Unsere zahlreichen nicht-formalen Hochschulprogramme hingegen verzeichnen einen enormen Anstieg an Jugendlichen, die sonst ihre formale Ausbildung nicht fortsetzen können.
Wir bemühen uns auch um die Unterstützung von Kindern und Jugendlichen, die derzeit durch die verschiedenen Konflikte im Land vertrieben werden. Wir hoffen, dass Child’s Dream im Laufe der nächsten Monate die Unterstützung schrittweise von „Humanitärer Hilfe“ auf „Bildung in Notsituationen“ umstellen kann, da mehr internationale Hilfsorganisationen Zugang zur vertriebenen Bevölkerung erhalten und uns ablösen können.
Aufgrund von Sicherheitsbedenken und um der steigenden Nachfrage gerecht zu werden, sind viele Anbieter von Hochschulbildung dazu übergegangen, den Unterricht online abzuhalten, aber angesichts der häufiger werdenden Strom- und Internetausfälle ist diese Option immer weniger praktikabel. Eine weitere grosse Herausforderung ist, dass die nicht-formale Bildung meist weder offiziell akkreditiert, noch international anerkannt ist. Das bedeutet, dass die Absolventinnen und Absolventen ihre Ausbildung nicht ohne Weiteres im Ausland fortsetzen können, was von vielen angestrebt und durch Universitätsstipendienprogramme wie dem unsrigen unterstützt wird. Auch hier gibt es Pläne, alternative Bildungswege zu schaffen, um mehr Studierenden den Zugang zur tertiären Bildung zu ermöglichen.

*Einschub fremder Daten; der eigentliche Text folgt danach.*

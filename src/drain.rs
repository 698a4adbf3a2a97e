//! # Drain Gauges
//!
//! A [`DrainGauge`] counts the messages a queue-like subsystem (the input
//! buffers, the master caches) still holds. Producers call
//! [`DrainGauge::add`], consumers call [`DrainGauge::complete`], and the
//! shutdown sequence awaits [`DrainSignal::wait_until_empty`].
//!
//! The count lives in a `tokio::sync::watch` channel so waiters wake up on
//! every change instead of polling. While waiting, progress is logged every
//! `progress_interval` so a drain that never finishes shows up in the logs.

use std::time::Duration;

use async_trait::async_trait;
use tokio::sync::watch;
use tracing::{debug, info};

use crate::framework::DrainSignal;

const MIN_PROGRESS_INTERVAL: Duration = Duration::from_millis(10);

#[derive(Debug)]
pub struct DrainGauge {
    name: String,
    pending: watch::Sender<usize>,
    progress_interval: Duration,
}

impl DrainGauge {
    pub fn new(name: impl Into<String>) -> Self {
        let (pending, _) = watch::channel(0);
        Self {
            name: name.into(),
            pending,
            progress_interval: Duration::from_secs(1),
        }
    }

    pub fn with_progress_interval(mut self, interval: Duration) -> Self {
        self.progress_interval = interval.max(MIN_PROGRESS_INTERVAL);
        self
    }

    pub fn name(&self) -> &str {
        &self.name
    }

    /// Number of messages still pending.
    pub fn pending(&self) -> usize {
        *self.pending.borrow()
    }

    /// Records `count` newly enqueued messages.
    pub fn add(&self, count: usize) {
        self.pending.send_modify(|pending| *pending += count);
    }

    /// Records `count` consumed messages. Never goes below zero.
    pub fn complete(&self, count: usize) {
        self.pending
            .send_modify(|pending| *pending = pending.saturating_sub(count));
    }
}

#[async_trait]
impl DrainSignal for DrainGauge {
    async fn wait_until_empty(&self) {
        let mut receiver = self.pending.subscribe();
        let mut progress = tokio::time::interval(self.progress_interval);
        // The first tick completes immediately.
        progress.tick().await;

        loop {
            let pending = *receiver.borrow_and_update();
            if pending == 0 {
                info!(gauge = %self.name, "All messages drained");
                return;
            }

            tokio::select! {
                changed = receiver.changed() => {
                    if changed.is_err() {
                        return;
                    }
                    debug!(gauge = %self.name, "Pending count changed");
                }
                _ = progress.tick() => {
                    info!(gauge = %self.name, pending, "Waiting for messages to drain");
                }
            }
        }
    }
}
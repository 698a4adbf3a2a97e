//! Registry of the node's input connectors.
//!
//! Inputs are registered once and then move through [`InputStatus`]. The
//! shutdown sequence only sees the inputs that are `Running` at the moment it
//! asks, through [`InputSource::running_inputs`].

use std::sync::{Arc, PoisonError, RwLock};

use tracing::{debug, info, warn};

use crate::framework::{InputSource, MessageInput};

#[derive(Debug, Clone, Copy, PartialEq, Eq)]
pub enum InputStatus {
    Created,
    Starting,
    Running,
    Failed,
    Stopped,
}

#[derive(Clone)]
pub struct InputState {
    pub input: Arc<dyn MessageInput>,
    pub status: InputStatus,
}

#[derive(Default)]
pub struct InputRegistry {
    inputs: RwLock<Vec<InputState>>,
}

impl InputRegistry {
    pub fn new() -> Self {
        Self::default()
    }

    /// Adds an input in the `Created` state.
    pub fn register(&self, input: Arc<dyn MessageInput>) {
        debug!(input_id = input.id(), name = input.name(), "Input registered");
        self.write().push(InputState {
            input,
            status: InputStatus::Created,
        });
    }

    /// Registers an input and marks it `Running`.
    pub fn launch(&self, input: Arc<dyn MessageInput>) {
        info!(input_id = input.id(), name = input.name(), "Input launched");
        self.write().push(InputState {
            input,
            status: InputStatus::Running,
        });
    }

    /// Updates the status of the input with `id`. Returns false if unknown.
    pub fn set_status(&self, id: &str, status: InputStatus) -> bool {
        let mut inputs = self.write();
        match inputs.iter_mut().find(|state| state.input.id() == id) {
            Some(state) => {
                debug!(input_id = id, from = ?state.status, to = ?status, "Input status change");
                state.status = status;
                true
            }
            None => {
                warn!(input_id = id, "Unknown input");
                false
            }
        }
    }

    pub fn status(&self, id: &str) -> Option<InputStatus> {
        self.read()
            .iter()
            .find(|state| state.input.id() == id)
            .map(|state| state.status)
    }

    /// Removes the input with `id`, returning its last known state.
    pub fn remove(&self, id: &str) -> Option<InputState> {
        let mut inputs = self.write();
        let index = inputs.iter().position(|state| state.input.id() == id)?;
        Some(inputs.remove(index))
    }

    pub fn len(&self) -> usize {
        self.read().len()
    }

    pub fn is_empty(&self) -> bool {
        self.read().is_empty()
    }

    fn read(&self) -> std::sync::RwLockReadGuard<'_, Vec<InputState>> {
        self.inputs.read().unwrap_or_else(PoisonError::into_inner)
    }

    fn write(&self) -> std::sync::RwLockWriteGuard<'_, Vec<InputState>> {
        self.inputs.write().unwrap_or_else(PoisonError::into_inner)
    }
}

impl InputSource for InputRegistry {
    fn running_inputs(&self) -> Vec<Arc<dyn MessageInput>> {
        self.read()
            .iter()
            .filter(|state| state.status == InputStatus::Running)
            .map(|state| state.input.clone())
            .collect()
    }
}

Aber was kann die Bildung unter diesen widrigen Umständen erreichen? Myanmar ist für seine jahrzehntelangen ethnischen Konflikte bekannt, aber es gab – aufgrund des jüngsten Coups und seiner überwältigenden Ablehnung – noch nie so viel Verständnis und Einigkeit zwischen den verschiedenen ethnischen Gruppen, einschliesslich der ethnischen Bamar-Mehrheit. Bildung ist nicht nur für die weitere Stärkung dieses zerbrechlichen Bandes von entscheidender Bedeutung, sondern auch für den friedlichen und integrativen Aufbau der Nation in einer hoffentlich nicht allzu fernen Zukunft.